====== Material provided ======

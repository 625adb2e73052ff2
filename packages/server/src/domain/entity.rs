//! Entity 定義

use std::fmt;

use tokio::sync::mpsc::error::TrySendError;

use super::{
    error::DeliveryError,
    message_pusher::PusherChannel,
    value_object::{ConnectionId, JoinOrder, ParticipantName, Timestamp},
};

/// チャットルームの参加者
///
/// Room に追加された時点で Room が所有する。セッションは自分の
/// ConnectionId だけを保持し、参加者の状態は Room を経由して参照する。
#[derive(Debug, Clone)]
pub struct Participant {
    pub id: ConnectionId,
    pub name: ParticipantName,
    pub join_order: JoinOrder,
    pub connected_at: Timestamp,
    outbound: PusherChannel,
}

impl Participant {
    /// 新しい参加者を作成
    ///
    /// `join_order` は Room への追加時に採番される。
    pub fn new(
        id: ConnectionId,
        name: ParticipantName,
        connected_at: Timestamp,
        outbound: PusherChannel,
    ) -> Self {
        Self {
            id,
            name,
            join_order: JoinOrder::new(0),
            connected_at,
            outbound,
        }
    }

    /// 参加者の送信キューに 1 件を積む
    ///
    /// キューが満杯の場合は待たずに `DeliveryError::QueueFull` を返す。
    pub fn deliver(&self, text: &str) -> Result<(), DeliveryError> {
        self.outbound
            .try_send(text.to_string())
            .map_err(|e| match e {
                TrySendError::Full(_) => DeliveryError::QueueFull(self.id),
                TrySendError::Closed(_) => DeliveryError::ChannelClosed(self.id),
            })
    }

    /// 送信キューを含まない参加者情報
    pub fn summary(&self) -> ParticipantSummary {
        ParticipantSummary {
            id: self.id,
            name: self.name.clone(),
            join_order: self.join_order,
            connected_at: self.connected_at,
        }
    }
}

/// 参加者のスナップショット
#[derive(Debug, Clone, PartialEq, Eq)]
pub struct ParticipantSummary {
    pub id: ConnectionId,
    pub name: ParticipantName,
    pub join_order: JoinOrder,
    pub connected_at: Timestamp,
}

/// フォーマット済みのチャット行
///
/// `[<timestamp>][<name>]: <body>\n` の形式で一度だけ生成され、以後は不変。
#[derive(Debug, Clone, PartialEq, Eq)]
pub struct ChatLine(String);

impl ChatLine {
    pub fn compose(timestamp: &str, sender: &ParticipantName, body: &str) -> Self {
        Self(format!("[{}][{}]: {}\n", timestamp, sender, body))
    }

    pub fn as_str(&self) -> &str {
        &self.0
    }

    pub fn into_string(self) -> String {
        self.0
    }
}

impl fmt::Display for ChatLine {
    fn fmt(&self, f: &mut fmt::Formatter<'_>) -> fmt::Result {
        f.write_str(&self.0)
    }
}

/// システム通知
#[derive(Debug, Clone, PartialEq, Eq)]
pub enum SystemNotice {
    Joined(ParticipantName),
    Left(ParticipantName),
    Renamed {
        previous: ParticipantName,
        current: ParticipantName,
    },
}

impl fmt::Display for SystemNotice {
    fn fmt(&self, f: &mut fmt::Formatter<'_>) -> fmt::Result {
        match self {
            SystemNotice::Joined(name) => writeln!(f, "{} has joined the chat...", name),
            SystemNotice::Left(name) => writeln!(f, "{} has left the chat...", name),
            SystemNotice::Renamed { previous, current } => {
                writeln!(f, "{} changed their name to {}.", previous, current)
            }
        }
    }
}

/// 参加完了の結果
#[derive(Debug, Clone, Copy, PartialEq, Eq)]
pub struct JoinReceipt {
    pub join_order: JoinOrder,
    /// 新しい参加者に再生した履歴の行数
    pub replayed: usize,
}

/// 名前変更の結果
#[derive(Debug, Clone, PartialEq, Eq)]
pub struct Renamed {
    pub previous: ParticipantName,
    pub current: ParticipantName,
}

impl Renamed {
    /// 現在の名前と同じ名前への変更か
    pub fn is_noop(&self) -> bool {
        self.previous == self.current
    }
}

/// ブロードキャストの配信結果
#[derive(Debug, Clone, Default, PartialEq, Eq)]
pub struct DeliveryReport {
    pub delivered: usize,
    pub failed: Vec<DeliveryError>,
}

/// Room 全体のスナップショット
#[derive(Debug, Clone, PartialEq, Eq)]
pub struct RoomSnapshot {
    pub capacity: usize,
    pub participants: Vec<ParticipantSummary>,
    pub history_len: usize,
}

======

Each record above is to be written out again, without any change.

_Response_
repository 625adb2e73052ff2
filename packages/server/src/domain/entity.rs
//! Entity 定義

use std::fmt;

use tokio::sync::mpsc::error::TrySendError;

use super::{
    error::DeliveryError,
    message_pusher::PusherChannel,
    value_object::{ConnectionId, JoinOrder, ParticipantName, Timestamp},
};

/// チャットルームの参加者
///
/// Room に追加された時点で Room が所有する。セッションは自分の
/// ConnectionId だけを保持し、参加者の状態は Room を経由して参照する。
#[derive(Debug, Clone)]
pub struct Participant {
    pub id: ConnectionId,
    pub name: ParticipantName,
    pub join_order: JoinOrder,
    pub connected_at: Timestamp,
    outbound: PusherChannel,
}

impl Participant {
    /// 新しい参加者を作成
    ///
    /// `join_order` は Room への追加時に採番される。
    pub fn new(
        id: ConnectionId,
        name: ParticipantName,
        connected_at: Timestamp,
        outbound: PusherChannel,
    ) -> Self {
        Self {
            id,
            name,
            join_order: JoinOrder::new(0),
            connected_at,
            outbound,
        }
    }

    /// 参加者の送信キューに 1 件を積む
    ///
    /// キューが満杯の場合は待たずに `DeliveryError::QueueFull` を返す。
    pub fn deliver(&self, text: &str) -> Result<(), DeliveryError> {
        self.outbound
            .try_send(text.to_string())
            .map_err(|e| match e {
                TrySendError::Full(_) => DeliveryError::QueueFull(self.id),
                TrySendError::Closed(_) => DeliveryError::ChannelClosed(self.id),
            })
    }

    /// 送信キューを含まない参加者情報
    pub fn summary(&self) -> ParticipantSummary {
        ParticipantSummary {
            id: self.id,
            name: self.name.clone(),
            join_order: self.join_order,
            connected_at: self.connected_at,
        }
    }
}

/// 参加者のスナップショット
#[derive(Debug, Clone, PartialEq, Eq)]
pub struct ParticipantSummary {
    pub id: ConnectionId,
    pub name: ParticipantName,
    pub join_order: JoinOrder,
    pub connected_at: Timestamp,
}

/// フォーマット済みのチャット行
///
/// `[<timestamp>][<name>]: <body>\n` の形式で一度だけ生成され、以後は不変。
#[derive(Debug, Clone, PartialEq, Eq)]
pub struct ChatLine(String);

impl ChatLine {
    pub fn compose(timestamp: &str, sender: &ParticipantName, body: &str) -> Self {
        Self(format!("[{}][{}]: {}\n", timestamp, sender, body))
    }

    pub fn as_str(&self) -> &str {
        &self.0
    }

    pub fn into_string(self) -> String {
        self.0
    }
}

impl fmt::Display for ChatLine {
    fn fmt(&self, f: &mut fmt::Formatter<'_>) -> fmt::Result {
        f.write_str(&self.0)
    }
}

/// システム通知
#[derive(Debug, Clone, PartialEq, Eq)]
pub enum SystemNotice {
    Joined(ParticipantName),
    Left(ParticipantName),
    Renamed {
        previous: ParticipantName,
        current: ParticipantName,
    },
}

impl fmt::Display for SystemNotice {
    fn fmt(&self, f: &mut fmt::Formatter<'_>) -> fmt::Result {
        match self {
            SystemNotice::Joined(name) => writeln!(f, "{} has joined the chat...", name),
            SystemNotice::Left(name) => writeln!(f, "{} has left the chat...", name),
            SystemNotice::Renamed { previous, current } => {
                writeln!(f, "{} changed their name to {}.", previous, current)
            }
        }
    }
}

/// 参加完了の結果
#[derive(Debug, Clone, Copy, PartialEq, Eq)]
pub struct JoinReceipt {
    pub join_order: JoinOrder,
    /// 新しい参加者に再生した履歴の行数
    pub replayed: usize,
}

/// 名前変更の結果
#[derive(Debug, Clone, PartialEq, Eq)]
pub struct Renamed {
    pub previous: ParticipantName,
    pub current: ParticipantName,
}

impl Renamed {
    /// 現在の名前と同じ名前への変更か
    pub fn is_noop(&self) -> bool {
        self.previous == self.current
    }
}

/// ブロードキャストの配信結果
#[derive(Debug, Clone, Default, PartialEq, Eq)]
pub struct DeliveryReport {
    pub delivered: usize,
    pub failed: Vec<DeliveryError>,
}

/// Room 全体のスナップショット
#[derive(Debug, Clone, PartialEq, Eq)]
pub struct RoomSnapshot {
    pub capacity: usize,
    pub participants: Vec<ParticipantSummary>,
    pub history_len: usize,
}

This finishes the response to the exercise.